Materials provided →
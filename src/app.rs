//! Top-level application orchestration.
//!
//! `src/main.rs` is intentionally tiny; this module is the "real main" that:
//! - parses CLI arguments
//! - resolves telluric ranges and smoothing settings
//! - runs the smoothing pipeline
//! - prints the summary or plot and writes output files

use clap::Parser;

use crate::cli::{Command, FitArgs, PlotArgs, SynthArgs};
use crate::domain::{DEFAULT_EXCLUSION_RANGES, SmoothConfig, SmoothOptions};
use crate::error::AppError;

pub mod pipeline;

/// Entry point for the `tellfit` binary.
pub fn run() -> Result<(), AppError> {
    // `tellfit IN OUT ...` behaves like `tellfit fit IN OUT ...`.
    let argv = rewrite_args(std::env::args().collect());
    let cli = crate::cli::Cli::parse_from(argv);

    match cli.command {
        Command::Fit(args) => handle_fit(args),
        Command::Synth(args) => handle_synth(args),
        Command::Plot(args) => handle_plot(args),
    }
}

fn handle_fit(args: FitArgs) -> Result<(), AppError> {
    let config = smooth_config_from_args(&args)?;
    let run = pipeline::run_smooth(&config)?;

    println!(
        "{}",
        crate::report::format_run_summary(&run.spectrum, &run.smoothed, &config)
    );

    if config.show {
        let shaded: Vec<(f64, f64)> = config.exclusion_ranges.iter().map(|r| (r.low, r.high)).collect();
        let plot = crate::plot::render_smoothing_plot(
            &run.spectrum.wavelength,
            &run.spectrum.flux,
            &run.smoothed.fitted,
            &run.smoothed.unblended,
            &shaded,
            config.plot_width,
            config.plot_height,
        );
        println!("{plot}");
    } else {
        crate::io::write_spectrum(&config.output, &run.output_spectrum(), Some(history_line(&config)))?;
        log::info!("Wrote smoothed spectrum to {}", config.output.display());
    }

    if let Some(path) = &config.export {
        crate::io::write_diagnostics_csv(path, &run.spectrum, &run.smoothed)?;
        log::info!("Wrote diagnostics to {}", path.display());
    }

    Ok(())
}

fn handle_synth(args: SynthArgs) -> Result<(), AppError> {
    let config = crate::data::SynthConfig {
        samples: args.samples,
        seed: args.seed,
        noise: args.noise,
        start: args.start,
        step: args.step,
    };
    let synth = crate::data::generate_spectrum(&config, &DEFAULT_EXCLUSION_RANGES)?;

    crate::io::write_spectrum(&args.output, &synth.spectrum, None)?;
    log::info!(
        "Wrote {} synthetic samples to {}",
        synth.spectrum.len(),
        args.output.display()
    );

    if let Some(path) = &args.ranges_out {
        crate::io::write_range_file(path, &synth.ranges)?;
        log::info!("Wrote {} snapped ranges to {}", synth.ranges.len(), path.display());
    }
    Ok(())
}

fn handle_plot(args: PlotArgs) -> Result<(), AppError> {
    let spectrum = crate::io::read_spectrum(&args.input)?;
    let shaded: Vec<(f64, f64)> = match &args.tellrange {
        Some(path) => crate::io::read_range_file(path)?
            .iter()
            .map(|r| (r.low, r.high))
            .collect(),
        None => Vec::new(),
    };

    let series = [crate::plot::PlotSeries {
        label: "flux",
        glyph: '.',
        values: &spectrum.flux,
    }];
    let plot = crate::plot::render_plot(&spectrum.wavelength, &series, &shaded, args.width, args.height);

    println!("{plot}");
    Ok(())
}

/// Turn `fit` flags into the pipeline configuration.
///
/// Reads the range file when one is given; otherwise the built-in ranges apply.
pub fn smooth_config_from_args(args: &FitArgs) -> Result<SmoothConfig, AppError> {
    let exclusion_ranges = match &args.tellrange {
        Some(path) => crate::io::read_range_file(path)?,
        None => DEFAULT_EXCLUSION_RANGES.to_vec(),
    };

    let config = SmoothConfig {
        input: args.input.clone(),
        output: args.output.clone(),
        show: args.show,
        exclusion_ranges,
        range_source: args.tellrange.clone(),
        options: SmoothOptions {
            order: args.order,
            blend_width: args.pixels,
            lookup: args.lookup,
            trailing_rescale: args.trailing_rescale,
            blend_weighting: args.blend_weighting,
        },
        export: args.export.clone(),
        plot_width: args.width,
        plot_height: args.height,
    };

    log::info!(
        "Telluric ranges: {}",
        crate::report::format_ranges(&config.exclusion_ranges)
    );
    log::info!(
        "Polynomial order {}, blending {} pixels",
        config.options.order,
        config.options.blend_width
    );
    Ok(config)
}

/// History entry recorded in smoothed JSON output.
fn history_line(config: &SmoothConfig) -> String {
    let opts = &config.options;
    format!(
        "tellfit {}: continuum smoothed (order={}, pixels={}, ranges={}, lookup={:?}, trailing={:?}, weighting={:?})",
        chrono::Local::now().to_rfc3339(),
        opts.order,
        opts.blend_width,
        config.exclusion_ranges.len(),
        opts.lookup,
        opts.trailing_rescale,
        opts.blend_weighting,
    )
}

/// Rewrite argv so `tellfit IN OUT ...` defaults to `tellfit fit IN OUT ...`.
///
/// Rules:
/// - `tellfit`                          -> unchanged (clap prints usage)
/// - `tellfit --help/--version/-h`      -> unchanged (top-level help/version)
/// - `tellfit fit|synth|plot ...`       -> unchanged
/// - `tellfit IN OUT ...`               -> `tellfit fit IN OUT ...`
fn rewrite_args(mut argv: Vec<String>) -> Vec<String> {
    let Some(arg1) = argv.get(1).cloned() else {
        return argv;
    };

    let is_top_level_help_or_version = matches!(
        arg1.as_str(),
        "-h" | "--help" | "-V" | "--version" | "help"
    );
    if is_top_level_help_or_version {
        return argv;
    }

    let is_subcommand = matches!(arg1.as_str(), "fit" | "synth" | "plot");
    if is_subcommand {
        return argv;
    }

    argv.insert(1, "fit".to_string());
    argv
}

#[cfg(test)]
mod tests {
    use super::*;
    use std::path::PathBuf;

    use crate::domain::{ExclusionRange, LookupMode};

    fn argv(items: &[&str]) -> Vec<String> {
        items.iter().map(|s| s.to_string()).collect()
    }

    #[test]
    fn bare_paths_become_fit() {
        assert_eq!(
            rewrite_args(argv(&["tellfit", "in.json", "out.json", "--show"])),
            argv(&["tellfit", "fit", "in.json", "out.json", "--show"])
        );
        assert_eq!(
            rewrite_args(argv(&["tellfit", "--order", "5", "in.json", "out.json"])),
            argv(&["tellfit", "fit", "--order", "5", "in.json", "out.json"])
        );
    }

    #[test]
    fn subcommands_and_help_are_untouched() {
        for items in [
            vec!["tellfit"],
            vec!["tellfit", "--help"],
            vec!["tellfit", "-V"],
            vec!["tellfit", "synth", "out.json"],
            vec!["tellfit", "plot", "in.json"],
            vec!["tellfit", "fit", "in.json", "out.json"],
        ] {
            assert_eq!(rewrite_args(argv(&items)), argv(&items));
        }
    }

    fn fit_args(tellrange: Option<PathBuf>) -> FitArgs {
        let mut items = argv(&["tellfit", "fit", "in.json", "out.json", "--lookup", "nearest"]);
        if let Some(p) = &tellrange {
            items.push("--tellrange".to_string());
            items.push(p.display().to_string());
        }
        match crate::cli::Cli::parse_from(items).command {
            Command::Fit(args) => args,
            _ => panic!("expected fit"),
        }
    }

    #[test]
    fn config_uses_built_in_ranges_by_default() {
        let config = smooth_config_from_args(&fit_args(None)).unwrap();
        assert_eq!(config.exclusion_ranges, DEFAULT_EXCLUSION_RANGES.to_vec());
        assert!(config.range_source.is_none());
        assert_eq!(config.options.lookup, LookupMode::Nearest);
        assert_eq!(config.input, PathBuf::from("in.json"));
    }

    #[test]
    fn config_reads_range_file() {
        let path = std::env::temp_dir().join(format!("tellfit_app_{}_ranges.txt", std::process::id()));
        std::fs::write(&path, "# test\n[0.5, 0.6]\n").unwrap();
        let config = smooth_config_from_args(&fit_args(Some(path.clone()))).unwrap();
        std::fs::remove_file(&path).ok();

        assert_eq!(config.exclusion_ranges, vec![ExclusionRange::new(0.5, 0.6)]);
        assert_eq!(config.range_source, Some(path));
    }

    #[test]
    fn history_line_records_settings() {
        let config = smooth_config_from_args(&fit_args(None)).unwrap();
        let line = history_line(&config);
        assert!(line.starts_with("tellfit "));
        assert!(line.contains("order=10"));
        assert!(line.contains("pixels=10"));
        assert!(line.contains("ranges=6"));
    }
}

Task directions → All lines that contain the word "wavelength" should be copied from the listing.

Solution to this problem →
            &run.spectrum.wavelength,
    let plot = crate::plot::render_plot(&spectrum.wavelength, &series, &shaded, args.width, args.height);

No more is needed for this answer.